Federal support of public radio and television has long been a contentious issue in Washington’s budget battles. Republicans have sought to cut or eliminate public broadcasting’s subsidy periodically since the mid-1990s but have not succeeded.
But Farley, whose station regularly battles NPR affiliate WAMU-FM (88.5) for ratings supremacy in Washington, is unconvinced.
“NPR is a behemoth, and now the behemoth is rubbing our nose in it with this new building,” he said in an interview. “They’re always telling us how poor they are, and how they need to raise money. And then they open these palatial digs. We’re not just competing against WAMU. We’re competing against this organization, too. We’d just like a level playing field.”

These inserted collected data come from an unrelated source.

//! Pre/post launch window selection

use crate::catalog::LaunchEvent;
use crate::config::WindowConfig;
use crate::error::{ImpactError, Result};
use demand_forecast::{PeriodRange, SeriesStore};
use serde::Serialize;

/// Equal-length windows either side of a launch
#[derive(Debug, Clone, Copy, PartialEq, Eq, Serialize)]
pub struct LaunchWindows {
    pub pre: PeriodRange,
    pub post: PeriodRange,
}

impl LaunchWindows {
    /// Periods per window
    pub fn len(&self) -> usize {
        self.post.len()
    }

    pub fn is_empty(&self) -> bool {
        self.post.is_empty()
    }
}

/// Choose the pre and post windows for `event`.
///
/// Pre-launch history is measured over the whole store, so a target whose
/// series starts at its launch still gets a baseline from its market. The
/// window length is the configured length clipped to the history available
/// on either side of the launch.
pub fn select_windows(
    event: &LaunchEvent,
    store: &SeriesStore,
    config: &WindowConfig,
) -> Result<LaunchWindows> {
    let target = store.get(&event.target)?;
    let target_span = target.span().ok_or_else(|| {
        ImpactError::InputError(format!("Target series '{}' is empty", target.id()))
    })?;
    let history = store.span().unwrap_or(target_span);
    let launch = event.launch_period;
    if !history.contains(launch) || launch >= target_span.end {
        return Err(ImpactError::InputError(format!(
            "Launch period {} of '{}' is outside its history {}..{}",
            launch, event.target, target_span.start, target_span.end
        )));
    }

    let pre_available = launch.since(history.start) as usize;
    let post_available = history.end.since(launch) as usize;
    if pre_available < config.min_pre_periods {
        return Err(ImpactError::InputError(format!(
            "No baseline for '{}': {} pre-launch periods, {} required",
            event.target, pre_available, config.min_pre_periods
        )));
    }
    if post_available < config.min_post_periods {
        return Err(ImpactError::InputError(format!(
            "Too little post-launch history for '{}': {} periods, {} required",
            event.target, post_available, config.min_post_periods
        )));
    }

    let length = config.length.min(pre_available).min(post_available) as i64;
    Ok(LaunchWindows {
        pre: PeriodRange::new(launch.offset(-length), launch),
        post: PeriodRange::new(launch, launch.offset(length)),
    })
}

#[cfg(test)]
mod tests {
    use super::*;
    use demand_forecast::{Granularity, Period, Series};
    use rstest::rstest;

    fn series(id: &str, start: i64, n: usize) -> Series {
        Series::from_volumes(id, Period(start), &vec![10.0; n]).unwrap()
    }

    fn store(series: Vec<Series>) -> SeriesStore {
        SeriesStore::from_series(Granularity::Monthly, series).unwrap()
    }

    fn event(launch: i64) -> LaunchEvent {
        LaunchEvent::new("t", Period(launch), "c", "b")
    }

    #[rstest]
    #[case(10, 6)]
    #[case(3, 3)]
    #[case(17, 3)]
    fn test_window_length_is_clipped(#[case] launch: i64, #[case] expected: usize) {
        let store = store(vec![series("t", 0, 20)]);
        let windows = select_windows(&event(launch), &store, &WindowConfig::default()).unwrap();
        assert_eq!(windows.len(), expected);
        assert_eq!(windows.pre.len(), expected);
        assert_eq!(windows.pre.end, Period(launch));
        assert_eq!(windows.post.start, Period(launch));
        assert!(!windows.pre.overlaps(&windows.post));
        let span = store.span().unwrap();
        assert!(span.covers(&windows.pre));
        assert!(span.covers(&windows.post));
    }

    #[test]
    fn test_launch_outside_history() {
        let store = store(vec![series("t", 0, 20)]);
        let err = select_windows(&event(25), &store, &WindowConfig::default()).unwrap_err();
        assert!(err.is_input_error());
        let err = select_windows(&event(-1), &store, &WindowConfig::default()).unwrap_err();
        assert!(err.is_input_error());
    }

    #[test]
    fn test_launch_after_target_ends() {
        let store = store(vec![series("t", 0, 10), series("other", 0, 20)]);
        let err = select_windows(&event(12), &store, &WindowConfig::default()).unwrap_err();
        assert!(err.to_string().contains("outside its history"));
    }

    #[test]
    fn test_launch_at_first_period_has_no_baseline() {
        let store = store(vec![series("t", 5, 10), series("peer", 5, 10)]);
        let err = select_windows(&event(5), &store, &WindowConfig::default()).unwrap_err();
        assert!(err.to_string().contains("No baseline"));
    }

    #[test]
    fn test_series_starting_at_launch_uses_market_history() {
        let store = store(vec![series("t", 8, 12), series("sibling", 0, 20)]);
        let windows = select_windows(&event(8), &store, &WindowConfig::default()).unwrap();
        assert_eq!(windows.pre, PeriodRange::new(Period(2), Period(8)));
        assert_eq!(windows.post, PeriodRange::new(Period(8), Period(14)));
    }

    #[test]
    fn test_minimum_post_history() {
        let config = WindowConfig {
            min_post_periods: 3,
            ..WindowConfig::default()
        };
        let store = store(vec![series("t", 0, 20)]);
        let err = select_windows(&event(18), &store, &config).unwrap_err();
        assert!(err.is_input_error());
    }
}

WTOP, on the other hand, isn’t exactly a little guy. For the past three years, it has been the highest-grossing radio station in the country, according to BIA/Kelsey, a research firm based in Chantilly. WTOP generated $64.6 million of ad revenue in 2012, BIA estimated.
“We’re not crying poor,” Farley says, “but we’re not looking for a handout, either.”
Farley believes that NPR’s new headquarters will ultimately harm its fundraising efforts and those of every public station. “NPR is quite rightly bragging about it,” he said. “But what does it say to people when [NPR and its affiliated stations] start asking for more money? Do they need a new gym?”
Over at NPR’s headquarters, meanwhile, employees seem pleased to be in a spacious new work space. NPR legend Susan Stamberg, whose recorded voice announces the floors in the building’s elevators, remembers the threadbare days in the early 1970s. Back then, NPR was so bereft of production facilities or even office furniture that reporters used to sit on the floor to edit tape of interviews, she recalls.
The new building, by contrast, is stocked with $44 million of top-shelf audio and multimedia equipment, and it contains 14 studios and six recording booths. Says Stamberg, “It’s heaven.”